A measurement model is derived from the fact that it conceptualizes a construct, such as “neuropathology”, that can be measured in several different ways, all of which are subject to some type and extent of measurement error, and all of which are of interest/important to a complete appreciation and neuropathology in AD, MCI, and normal cognitive aging. The measurement model will not be “true” or “correct”, but it represents the optimal combination of theory and statistics.
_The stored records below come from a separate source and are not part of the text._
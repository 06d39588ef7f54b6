#![forbid(unsafe_code)]

//! Style types shared by the widgets and the demo application.
//!
//! # This crate provides
//! - [`Style`] with patch (cascade) semantics.
//! - [`InteractiveStyle`] for hover / pinned variants.
//! - [`Theme`] mapping semantic [`Accent`] tokens to colors, plus the two
//!   circle opacity levels used by the diagram.

/// Interactive style variants for stateful widgets.
pub mod interactive;
/// Style values with optional properties.
pub mod style;
/// Accent tokens and the color theme.
pub mod theme;

pub use interactive::{InteractionState, InteractiveStyle};
pub use style::Style;
pub use theme::{Accent, DEFAULT_DIM_OPACITY, DEFAULT_EMPHASIZED_OPACITY, Theme};
use std::path::PathBuf;

use academy::AcademyConfig;
use clap::Parser;

use crate::app::AcademyApp;
use crate::error::{CliError, Result};
use crate::logging::{LogSink, init_logging};
use crate::snapshot::{render_snapshot, selection_from_args};

#[derive(Debug, Parser)]
#[command(
    name = "academy-venn",
    about = "Explore how Infrastructure, Software and Machine Learning engineering overlap",
    version
)]
pub struct Cli {
    /// TOML configuration file.
    #[arg(long)]
    pub config: Option<PathBuf>,

    /// Write logs to this file. Interactive mode logs nothing without it.
    #[arg(long = "log-file")]
    pub log_file: Option<PathBuf>,

    /// Render one frame as plain text to stdout and exit.
    #[arg(long)]
    pub snapshot: bool,

    /// Region slug under the pointer (snapshot mode).
    #[arg(long, value_name = "SLUG")]
    pub hover: Option<String>,

    /// Region slug to pin (snapshot mode).
    #[arg(long, value_name = "SLUG")]
    pub pin: Option<String>,

    /// Snapshot width in columns.
    #[arg(long, default_value_t = 100)]
    pub width: u16,

    /// Snapshot height in rows.
    #[arg(long, default_value_t = 32)]
    pub height: u16,
}

pub fn run_from_env() -> Result<()> {
    let cli = Cli::parse();
    run(cli)
}

pub fn run(cli: Cli) -> Result<()> {
    let config = match &cli.config {
        Some(path) => AcademyConfig::from_toml_file(path)?,
        None => AcademyConfig::default(),
    };

    if cli.snapshot {
        if cli.width == 0 || cli.height == 0 {
            return Err(CliError::invalid("--width and --height must be at least 1"));
        }
        let sink = cli.log_file.as_deref().map_or(LogSink::Stderr, LogSink::File);
        init_logging(&config.logging, sink)?;
        let selection = selection_from_args(cli.hover.as_deref(), cli.pin.as_deref())?;
        let text = render_snapshot(config.to_theme(), selection, cli.width, cli.height)?;
        println!("{text}");
        return Ok(());
    }

    if cli.hover.is_some() || cli.pin.is_some() {
        return Err(CliError::invalid("--hover and --pin require --snapshot"));
    }
    let sink = cli.log_file.as_deref().map_or(LogSink::Disabled, LogSink::File);
    init_logging(&config.logging, sink)?;

    let app = AcademyApp::new(config.to_theme());
    let app = academy::App::new(app)
        .config(config.to_program_config())
        .run()?;
    tracing::info!(pinned = ?app.selection().pinned, "explorer closed");
    Ok(())
}
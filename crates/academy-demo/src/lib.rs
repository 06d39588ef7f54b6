#![forbid(unsafe_code)]

//! `academy-venn`: explore how Infrastructure, Software and Machine Learning
//! engineering overlap.
//!
//! # Running
//!
//! ```sh
//! cargo run -p academy-demo
//! cargo run -p academy-demo -- --snapshot --pin infrastructure-software
//! ```
//!
//! # Controls
//!
//! - Mouse: hover a region to preview it, click to pin, click again to release
//! - 1-7: pin a region by catalog position
//! - Esc: release the pin
//! - q / Ctrl+C: quit

pub mod app;
pub mod cli;
pub mod error;
pub mod logging;
pub mod snapshot;

pub use cli::{Cli, run, run_from_env};
pub use error::{CliError, Result};
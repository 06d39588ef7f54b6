#![forbid(unsafe_code)]

//! Outcome of routing a mouse event to a widget.

/// What a widget's `handle_mouse` did with an event.
///
/// Indices follow the hit-data convention of the widget (for the diagram,
/// the region index).
#[derive(Debug, Clone, Copy, PartialEq, Eq, Default)]
pub enum MouseResult {
    /// The event did not concern this widget.
    #[default]
    Ignored,
    /// The hovered target changed; nothing was pinned or unpinned.
    HoverChanged,
    /// The target at this index was pinned.
    Selected(usize),
    /// The pinned target at this index was released.
    Deselected(usize),
}

impl MouseResult {
    /// True for anything except [`MouseResult::Ignored`].
    pub const fn is_handled(self) -> bool {
        !matches!(self, MouseResult::Ignored)
    }
}
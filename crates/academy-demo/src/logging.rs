//! Logging setup using `tracing` and `tracing-subscriber`.
//!
//! The terminal belongs to the UI in interactive mode, so logs go to a file
//! (`--log-file`) or nowhere. Snapshot mode may log to stderr since stdout
//! carries the rendered frame.
//!
//! The filter comes from `ACADEMY_LOG` when set, else from the `[logging]`
//! config table.

use std::fs::OpenOptions;
use std::path::Path;
use std::sync::Mutex;

use academy::runtime::LoggingConfig;
use tracing_subscriber::fmt::{self, MakeWriter};
use tracing_subscriber::layer::SubscriberExt;
use tracing_subscriber::util::SubscriberInitExt;
use tracing_subscriber::EnvFilter;

use crate::error::{CliError, Result};

/// Environment variable holding an `EnvFilter` directive.
pub const LOG_ENV: &str = "ACADEMY_LOG";

/// Where log lines go.
#[derive(Debug, Clone, Copy, PartialEq, Eq)]
pub enum LogSink<'a> {
    /// Append to a file.
    File(&'a Path),
    Stderr,
    /// Install no subscriber.
    Disabled,
}

/// Parse an `EnvFilter` directive.
pub fn parse_filter(directive: &str) -> Result<EnvFilter> {
    EnvFilter::try_new(directive)
        .map_err(|err| CliError::Logging(format!("bad filter {directive:?}: {err}")))
}

/// `ACADEMY_LOG` if set and valid, else the configured directive.
pub fn build_filter(config: &LoggingConfig) -> Result<EnvFilter> {
    match EnvFilter::try_from_env(LOG_ENV) {
        Ok(filter) => Ok(filter),
        Err(_) => parse_filter(&config.filter),
    }
}

/// Install the global subscriber. Call once at startup.
pub fn init_logging(config: &LoggingConfig, sink: LogSink<'_>) -> Result<()> {
    match sink {
        LogSink::Disabled => Ok(()),
        LogSink::Stderr => install(build_filter(config)?, config.json, true, std::io::stderr),
        LogSink::File(path) => {
            let file = OpenOptions::new().create(true).append(true).open(path)?;
            install(build_filter(config)?, config.json, false, Mutex::new(file))
        }
    }
}

fn install<W>(filter: EnvFilter, json: bool, ansi: bool, writer: W) -> Result<()>
where
    W: for<'writer> MakeWriter<'writer> + Send + Sync + 'static,
{
    let result = if json {
        tracing_subscriber::registry()
            .with(filter)
            .with(fmt::layer().json().with_writer(writer))
            .try_init()
    } else {
        tracing_subscriber::registry()
            .with(filter)
            .with(fmt::layer().with_ansi(ansi).with_writer(writer))
            .try_init()
    };
    result.map_err(|err| CliError::Logging(err.to_string()))
}
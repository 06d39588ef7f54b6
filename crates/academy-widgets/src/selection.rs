#![forbid(unsafe_code)]

//! Selection state machine.
//!
//! Two independent slots: `hovered` follows the pointer, `pinned` is toggled
//! by clicks. The active region (what the diagram emphasizes and the panel
//! describes) is derived on every read: the pin wins over the hover.
//!
//! Leaving a region clears `hovered` without comparing ids ("last leave
//! wins"). With synthesized enter/leave pairs the leave always precedes the
//! next enter, so this never drops a live hover.

use academy_core::event::MouseEvent;
use academy_render::frame::{HitData, HitId, HitRegion};
use academy_style::InteractionState;

use crate::hover::{PointerSignal, PointerTracker};
use crate::mouse::MouseResult;
use crate::region::RegionId;

/// Hover and pin slots for one diagram instance.
#[derive(Debug, Clone, Copy, Default, PartialEq, Eq)]
pub struct SelectionState {
    pub hovered: Option<RegionId>,
    pub pinned: Option<RegionId>,
}

impl SelectionState {
    pub fn new() -> Self {
        Self::default()
    }

    pub fn on_pointer_enter(&mut self, id: RegionId) {
        self.hovered = Some(id);
        #[cfg(feature = "tracing")]
        self.log_select("enter", id);
    }

    /// Clears the hover regardless of which region is reported as left.
    pub fn on_pointer_leave(&mut self, id: RegionId) {
        self.hovered = None;
        #[cfg(feature = "tracing")]
        self.log_select("leave", id);
        #[cfg(not(feature = "tracing"))]
        let _ = id;
    }

    /// Pin `id`, or release it if it is already pinned.
    pub fn on_click(&mut self, id: RegionId) {
        self.pinned = if self.pinned == Some(id) { None } else { Some(id) };
        #[cfg(feature = "tracing")]
        self.log_select("click", id);
    }

    /// `pinned` if set, else `hovered`.
    pub fn active_region(&self) -> Option<RegionId> {
        self.pinned.or(self.hovered)
    }

    /// True when the active region comes from a pin rather than a hover.
    pub fn is_pinned_active(&self) -> bool {
        self.pinned.is_some()
    }

    /// Release the pin, if any. Equivalent to clicking the pinned region.
    pub fn clear_pin(&mut self) -> Option<RegionId> {
        let pinned = self.pinned?;
        self.on_click(pinned);
        Some(pinned)
    }

    /// How `region` should be drawn given the current slots.
    pub fn interaction_state(&self, region: RegionId) -> InteractionState {
        if self.pinned == Some(region) {
            InteractionState::Active
        } else if self.active_region() == Some(region) {
            InteractionState::Hovered
        } else {
            InteractionState::Normal
        }
    }

    /// Apply one synthesized pointer signal.
    pub fn apply(&mut self, signal: PointerSignal) -> MouseResult {
        match signal {
            PointerSignal::Enter(id) => {
                self.on_pointer_enter(id);
                MouseResult::HoverChanged
            }
            PointerSignal::Leave(id) => {
                self.on_pointer_leave(id);
                MouseResult::HoverChanged
            }
            PointerSignal::Click(id) => {
                self.on_click(id);
                if self.pinned == Some(id) {
                    MouseResult::Selected(id.index())
                } else {
                    MouseResult::Deselected(id.index())
                }
            }
        }
    }

    /// Route a mouse event over the diagram into the state machine.
    ///
    /// Hit data convention: the diagram registers `data = RegionId::index()`
    /// under `expected_id`. The result reports the most significant
    /// transition (a click outranks hover changes).
    pub fn handle_mouse(
        &mut self,
        event: &MouseEvent,
        hit: Option<(HitId, HitRegion, HitData)>,
        expected_id: HitId,
        tracker: &mut PointerTracker,
    ) -> MouseResult {
        tracker
            .track(event, hit, expected_id)
            .into_iter()
            .fold(MouseResult::Ignored, |acc, signal| {
                match (acc, self.apply(signal)) {
                    (MouseResult::Selected(_) | MouseResult::Deselected(_), _) => acc,
                    (_, next) => next,
                }
            })
    }

    #[cfg(feature = "tracing")]
    fn log_select(&self, op: &str, region: RegionId) {
        tracing::debug!(
            message = "venn.select",
            op,
            region = region.slug(),
            hovered = self.hovered.map(RegionId::slug),
            pinned = self.pinned.map(RegionId::slug),
        );
    }
}

#[cfg(test)]
mod tests {
    use super::*;
    use academy_core::event::{MouseButton, MouseEventKind};

    #[cfg(feature = "tracing")]
    use std::sync::{Arc, Mutex};
    #[cfg(feature = "tracing")]
    use tracing::Subscriber;
    #[cfg(feature = "tracing")]
    use tracing_subscriber::Layer;
    #[cfg(feature = "tracing")]
    use tracing_subscriber::layer::{Context, SubscriberExt};

    const DIAGRAM: HitId = HitId(3);

    #[test]
    fn fresh_state_is_idle() {
        let s = SelectionState::new();
        assert_eq!(s.active_region(), None);
        assert!(!s.is_pinned_active());
    }

    #[test]
    fn hover_sets_active() {
        let mut s = SelectionState::new();
        s.on_pointer_enter(RegionId::Software);
        assert_eq!(s.active_region(), Some(RegionId::Software));
        assert!(!s.is_pinned_active());
    }

    #[test]
    fn pin_outranks_hover() {
        let mut s = SelectionState::new();
        s.on_click(RegionId::Software);
        s.on_pointer_enter(RegionId::MachineLearning);
        assert_eq!(s.active_region(), Some(RegionId::Software));
    }

    #[test]
    fn click_on_other_region_switches_pin() {
        let mut s = SelectionState::new();
        s.on_click(RegionId::Software);
        s.on_click(RegionId::InfrastructureSoftware);
        assert_eq!(s.pinned, Some(RegionId::InfrastructureSoftware));
    }

    #[test]
    fn leave_ignores_the_reported_id() {
        let mut s = SelectionState::new();
        s.on_pointer_enter(RegionId::Software);
        s.on_pointer_leave(RegionId::MachineLearning);
        assert_eq!(s.hovered, None);
    }

    #[test]
    fn clear_pin_toggles_off() {
        let mut s = SelectionState::new();
        assert_eq!(s.clear_pin(), None);
        s.on_click(RegionId::MachineLearning);
        assert_eq!(s.clear_pin(), Some(RegionId::MachineLearning));
        assert_eq!(s.pinned, None);
    }

    #[test]
    fn interaction_states() {
        let mut s = SelectionState::new();
        s.on_pointer_enter(RegionId::Software);
        assert_eq!(s.interaction_state(RegionId::Software), InteractionState::Hovered);
        s.on_click(RegionId::Infrastructure);
        assert_eq!(s.interaction_state(RegionId::Infrastructure), InteractionState::Active);
        // hover is shadowed by the pin
        assert_eq!(s.interaction_state(RegionId::Software), InteractionState::Normal);
    }

    #[test]
    fn mouse_press_on_region_pins_it() {
        let mut s = SelectionState::new();
        let mut tracker = PointerTracker::new();
        let ev = MouseEvent::new(MouseEventKind::Down(MouseButton::Left), 4, 4);
        let hit = Some((DIAGRAM, HitRegion::Content, RegionId::Software.index() as u64));
        let result = s.handle_mouse(&ev, hit, DIAGRAM, &mut tracker);
        assert_eq!(result, MouseResult::Selected(RegionId::Software.index()));
        assert_eq!(s.pinned, Some(RegionId::Software));
        assert_eq!(s.hovered, Some(RegionId::Software));

        let again = s.handle_mouse(&ev, hit, DIAGRAM, &mut tracker);
        assert_eq!(again, MouseResult::Deselected(RegionId::Software.index()));
        assert_eq!(s.pinned, None);
    }

    #[test]
    fn mouse_motion_reports_hover_changes() {
        let mut s = SelectionState::new();
        let mut tracker = PointerTracker::new();
        let ev = MouseEvent::new(MouseEventKind::Moved, 1, 1);
        let hit = Some((DIAGRAM, HitRegion::Content, RegionId::MachineLearning.index() as u64));
        assert_eq!(
            s.handle_mouse(&ev, hit, DIAGRAM, &mut tracker),
            MouseResult::HoverChanged
        );
        assert_eq!(s.handle_mouse(&ev, hit, DIAGRAM, &mut tracker), MouseResult::Ignored);
        assert_eq!(
            s.handle_mouse(&ev, None, DIAGRAM, &mut tracker),
            MouseResult::HoverChanged
        );
        assert_eq!(s.active_region(), None);
    }

    #[cfg(feature = "tracing")]
    #[derive(Default)]
    struct SelectTrace {
        ops: Vec<String>,
    }

    #[cfg(feature = "tracing")]
    struct SelectCapture {
        state: Arc<Mutex<SelectTrace>>,
    }

    #[cfg(feature = "tracing")]
    impl<S> Layer<S> for SelectCapture
    where
        S: Subscriber + for<'lookup> tracing_subscriber::registry::LookupSpan<'lookup>,
    {
        fn on_event(&self, event: &tracing::Event<'_>, _ctx: Context<'_, S>) {
            #[derive(Default)]
            struct Fields {
                message: Option<String>,
                op: Option<String>,
            }
            impl tracing::field::Visit for Fields {
                fn record_str(&mut self, field: &tracing::field::Field, value: &str) {
                    match field.name() {
                        "message" => self.message = Some(value.to_string()),
                        "op" => self.op = Some(value.to_string()),
                        _ => {}
                    }
                }

                fn record_debug(
                    &mut self,
                    field: &tracing::field::Field,
                    value: &dyn std::fmt::Debug,
                ) {
                    if field.name() == "message" {
                        self.message = Some(format!("{value:?}").trim_matches('"').to_string());
                    }
                }
            }
            let mut fields = Fields::default();
            event.record(&mut fields);
            if fields.message.as_deref() == Some("venn.select")
                && let Some(op) = fields.op
            {
                self.state.lock().expect("select trace lock").ops.push(op);
            }
        }
    }

    #[cfg(feature = "tracing")]
    #[test]
    fn transitions_emit_select_events() {
        let state = Arc::new(Mutex::new(SelectTrace::default()));
        let subscriber = tracing_subscriber::registry().with(SelectCapture {
            state: Arc::clone(&state),
        });
        let _guard = tracing::subscriber::set_default(subscriber);

        let mut s = SelectionState::new();
        s.on_pointer_enter(RegionId::Software);
        s.on_click(RegionId::Software);
        s.on_pointer_leave(RegionId::Software);

        let snapshot = state.lock().expect("select trace lock");
        assert_eq!(snapshot.ops, vec!["enter", "click", "leave"]);
    }
}
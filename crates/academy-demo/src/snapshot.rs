//! Headless snapshot mode: one frame as plain text.

use academy::{RegionId, SelectionState, Theme};
use academy_harness::{buffer_to_text, compute_buffer_checksum, run_script};

use crate::app::AcademyApp;
use crate::error::{CliError, Result};

/// Resolve a region slug, listing the valid ones on failure.
pub fn parse_region(slug: &str) -> Result<RegionId> {
    slug.parse().map_err(|_| CliError::UnknownRegion {
        slug: slug.to_owned(),
        expected: RegionId::ALL.map(RegionId::slug).join(", "),
    })
}

/// Build the selection described by `--hover` / `--pin`.
pub fn selection_from_args(hover: Option<&str>, pin: Option<&str>) -> Result<SelectionState> {
    let mut selection = SelectionState::new();
    if let Some(slug) = hover {
        selection.on_pointer_enter(parse_region(slug)?);
    }
    if let Some(slug) = pin {
        selection.on_click(parse_region(slug)?);
    }
    Ok(selection)
}

/// Render the explorer once at `width` x `height` and dump it as text.
pub fn render_snapshot(
    theme: Theme,
    selection: SelectionState,
    width: u16,
    height: u16,
) -> Result<String> {
    let app = AcademyApp::new(theme).with_selection(selection);
    let (_, backend) = run_script(app, width, height, [])?;
    let screen = backend.screen();
    tracing::info!(
        width,
        height,
        active = selection.active_region().map(RegionId::slug),
        checksum = %compute_buffer_checksum(screen),
        "snapshot rendered"
    );
    Ok(buffer_to_text(screen))
}
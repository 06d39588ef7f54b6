#![forbid(unsafe_code)]

//! Detail panel for the active region.
//!
//! [`PanelContent::for_selection`] decides what to show; [`DetailPanel`]
//! draws it. With nothing active the panel shows a placeholder prompt.
//! Otherwise it shows the region's icon, title, description and topics, and,
//! when the region is pinned, a `[ clear selection ]` button. Pressing the
//! button clicks the pinned region again, which releases it.

use academy_core::event::{MouseButton, MouseEvent, MouseEventKind};
use academy_core::geometry::{Rect, Sides};
use academy_render::frame::{Frame, HitData, HitId, HitRegion};
use academy_style::{Style, Theme};

use crate::block::{Block, BorderType};
use crate::mouse::MouseResult;
use crate::region::{RegionDescriptor, RegionId, lookup};
use crate::selection::SelectionState;
use crate::{StatefulWidget, Widget, draw_text_span, set_style_area};

/// Prompt shown while no region is active.
pub const PLACEHOLDER_TEXT: &str =
    "Hover over or click a region of the diagram to explore how the disciplines overlap.";

/// Label of the button that releases a pinned region.
pub const CLEAR_LABEL: &str = "[ clear selection ]";

/// What the panel shows for a given selection.
#[derive(Debug, Clone, Copy, PartialEq, Eq)]
pub enum PanelContent {
    Placeholder,
    Region {
        region: RegionId,
        descriptor: &'static RegionDescriptor,
        /// The region is pinned, so the clear button is offered.
        clearable: bool,
    },
}

impl PanelContent {
    pub fn for_selection(state: &SelectionState) -> Self {
        match state.active_region() {
            None => PanelContent::Placeholder,
            Some(region) => PanelContent::Region {
                region,
                descriptor: lookup(region),
                clearable: state.is_pinned_active(),
            },
        }
    }

    /// Title of the described region, if any.
    pub fn title(&self) -> Option<&'static str> {
        match self {
            PanelContent::Placeholder => None,
            PanelContent::Region { descriptor, .. } => Some(descriptor.title),
        }
    }

    pub fn is_clearable(&self) -> bool {
        matches!(self, PanelContent::Region { clearable: true, .. })
    }
}

/// Greedy word wrap by display width. Words wider than `width` are split.
pub fn wrap_words(text: &str, width: usize) -> Vec<String> {
    if width == 0 {
        return Vec::new();
    }
    let mut lines = Vec::new();
    let mut line = String::new();
    let mut line_width = 0;

    for word in text.split_whitespace() {
        let mut word = word;
        let mut word_width = academy_render::display_width(word);

        if line_width > 0 && line_width + 1 + word_width > width {
            lines.push(std::mem::take(&mut line));
            line_width = 0;
        }

        while word_width > width {
            let mut taken = 0;
            let split = word
                .char_indices()
                .find(|&(_, ch)| {
                    taken += academy_render::char_width(ch);
                    taken > width
                })
                .map_or(word.len(), |(i, _)| i);
            if line_width > 0 {
                lines.push(std::mem::take(&mut line));
                line_width = 0;
            }
            lines.push(word[..split].to_owned());
            word = &word[split..];
            word_width = academy_render::display_width(word);
        }

        if word.is_empty() {
            continue;
        }
        if line_width > 0 {
            line.push(' ');
            line_width += 1;
        }
        line.push_str(word);
        line_width += word_width;
    }

    if !line.is_empty() {
        lines.push(line);
    }
    lines
}

/// The detail panel widget.
#[derive(Debug, Clone)]
pub struct DetailPanel {
    theme: Theme,
    hit_id: HitId,
}

impl DetailPanel {
    pub fn new(theme: Theme, hit_id: HitId) -> Self {
        Self { theme, hit_id }
    }

    pub fn hit_id(&self) -> HitId {
        self.hit_id
    }

    /// Route a mouse event to the clear button.
    ///
    /// A left press on the button registered under `expected_id` clicks the
    /// pinned region again, releasing it.
    pub fn handle_mouse(
        state: &mut SelectionState,
        event: &MouseEvent,
        hit: Option<(HitId, HitRegion, HitData)>,
        expected_id: HitId,
    ) -> MouseResult {
        match (event.kind, hit) {
            (MouseEventKind::Down(MouseButton::Left), Some((id, HitRegion::Button, _)))
                if id == expected_id =>
            {
                match state.clear_pin() {
                    Some(region) => MouseResult::Deselected(region.index()),
                    None => MouseResult::Ignored,
                }
            }
            _ => MouseResult::Ignored,
        }
    }

    fn body_lines(&self, content: &PanelContent, width: usize) -> Vec<(String, Style)> {
        let text = Style::new().fg(self.theme.text);
        let muted = Style::new().fg(self.theme.muted);

        let PanelContent::Region {
            region,
            descriptor,
            clearable,
        } = *content
        else {
            return wrap_words(PLACEHOLDER_TEXT, width)
                .into_iter()
                .map(|l| (l, muted.italic()))
                .collect();
        };

        let accent = self.theme.accent(descriptor.accent);
        let heading = Style::new().fg(accent).bold();
        let title = format!("{} {}", descriptor.icon.glyph(), descriptor.title);
        let mut lines: Vec<(String, Style)> = wrap_words(&title, width)
            .into_iter()
            .map(|l| (l, heading))
            .collect();

        let bases: Vec<&str> = region.bases().map(|b| b.name()).collect();
        let covers = format!("covers {}", bases.join(" + "));
        lines.extend(wrap_words(&covers, width).into_iter().map(|l| (l, muted)));
        let status = if clearable { "● pinned" } else { "○ preview" };
        lines.push((status.to_owned(), muted));
        lines.push((String::new(), text));

        lines.extend(wrap_words(descriptor.description, width).into_iter().map(|l| (l, text)));
        lines.push((String::new(), text));
        lines.push(("Topics".to_owned(), text.bold()));

        for topic in descriptor.topics {
            let wrapped = wrap_words(topic, width.saturating_sub(2));
            for (i, part) in wrapped.into_iter().enumerate() {
                let bullet = if i == 0 { "• " } else { "  " };
                lines.push((format!("{bullet}{part}"), text));
            }
        }
        lines
    }
}

impl StatefulWidget for DetailPanel {
    type State = SelectionState;

    fn render(&self, area: Rect, frame: &mut Frame, state: &mut Self::State) {
        let content = PanelContent::for_selection(state);
        let block = Block::bordered()
            .border_type(BorderType::Rounded)
            .title("Details")
            .border_style(Style::new().fg(self.theme.border))
            .style(Style::new().bg(self.theme.background).fg(self.theme.text));
        block.render(area, frame);

        let inner = block
            .inner(area.intersection(&frame.bounds()))
            .inner(Sides::horizontal(1));
        if inner.is_empty() {
            return;
        }

        let lines = self.body_lines(&content, inner.width as usize);
        // The button keeps a row even when the body overflows.
        let button_y = match content {
            PanelContent::Region {
                clearable: true, ..
            } => {
                let after_body = inner.y.saturating_add(lines.len() as u16 + 1);
                Some(after_body.min(inner.bottom() - 1))
            }
            _ => None,
        };
        let body_bottom = button_y.unwrap_or(inner.bottom());

        for (y, (line, style)) in (inner.y..body_bottom).zip(&lines) {
            draw_text_span(frame, inner.x, y, line, *style, inner.right());
        }

        if let PanelContent::Region {
            region, descriptor, ..
        } = content
        {
            let accent = self.theme.accent(descriptor.accent);
            let header_tint = accent.with_opacity(0.2).over(self.theme.background);
            let header_rows = lines
                .iter()
                .take_while(|(_, style)| Some(style) == lines.first().map(|(_, s)| s))
                .count() as u16;
            set_style_area(
                frame,
                Rect::new(inner.x, inner.y, inner.width, header_rows.min(inner.height)),
                Style::new().bg(header_tint),
            );

            if let Some(y) = button_y {
                let end = draw_text_span(
                    frame,
                    inner.x,
                    y,
                    CLEAR_LABEL,
                    Style::new().fg(accent).bold(),
                    inner.right(),
                );
                frame.register_hit(
                    Rect::new(inner.x, y, end - inner.x, 1),
                    self.hit_id,
                    HitRegion::Button,
                    region.index() as u64,
                );
            }
        }
    }
}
Thus, the Best Measurement Model Indicator (BMMI (6)) will ideally articulate a unidimensional (latent) construct to be measured, which in the current example could be “neuropathology”. “Neuropathology” can ONLY be estimated, it can never be directly (or completely) quantified or observed; moreover, its estimation/quantification will be optimized by increasing the number and quality of indicators that are hypothesized to be caused by it (26). By incorporating uncertainty and permitting multiple indicators, a measurement model improves estimation of the ‘truth’ or ‘true level’ of that construct in which we are most interested.
The BESI does not permit the simultaneous analysis of these indicators, but only the combination (through argument) of results from multiple regressions (on BESIs). For this reason, quite apart from the failures of any genetic, imaging, or biologic measure to attain the sensitivity and specificity that a biomarker for AD requires (1, 4), building, testing and validating a BMMI is recommended over choosing a BESI from among the collection of ADNI measures.
Latent variable methods have a natural place in biomedical research. The results presented here show that using data-driven methods such as exploratory factor analysis will not necessarily uncover the ‘true’ relations among a set of biomarkers. Instead, a BMMI represents a combination of theory and statistical support for that theory, taking advantage of all relevant indicators-even if they are correlated, and importantly, the fit of model to data can be quantified, and replicated in new samples. A BMMI will explicitly model measurement error of indicators and, if a causal BMMI is built and validated, then a single target for any intervention would be identified.
This research was supported by NIH K01 AG027172 to RET; the ADNI data collection was supported by U01 AG024904-01.
Financial disclosure: None of the authors had any financial interest or support for this paper.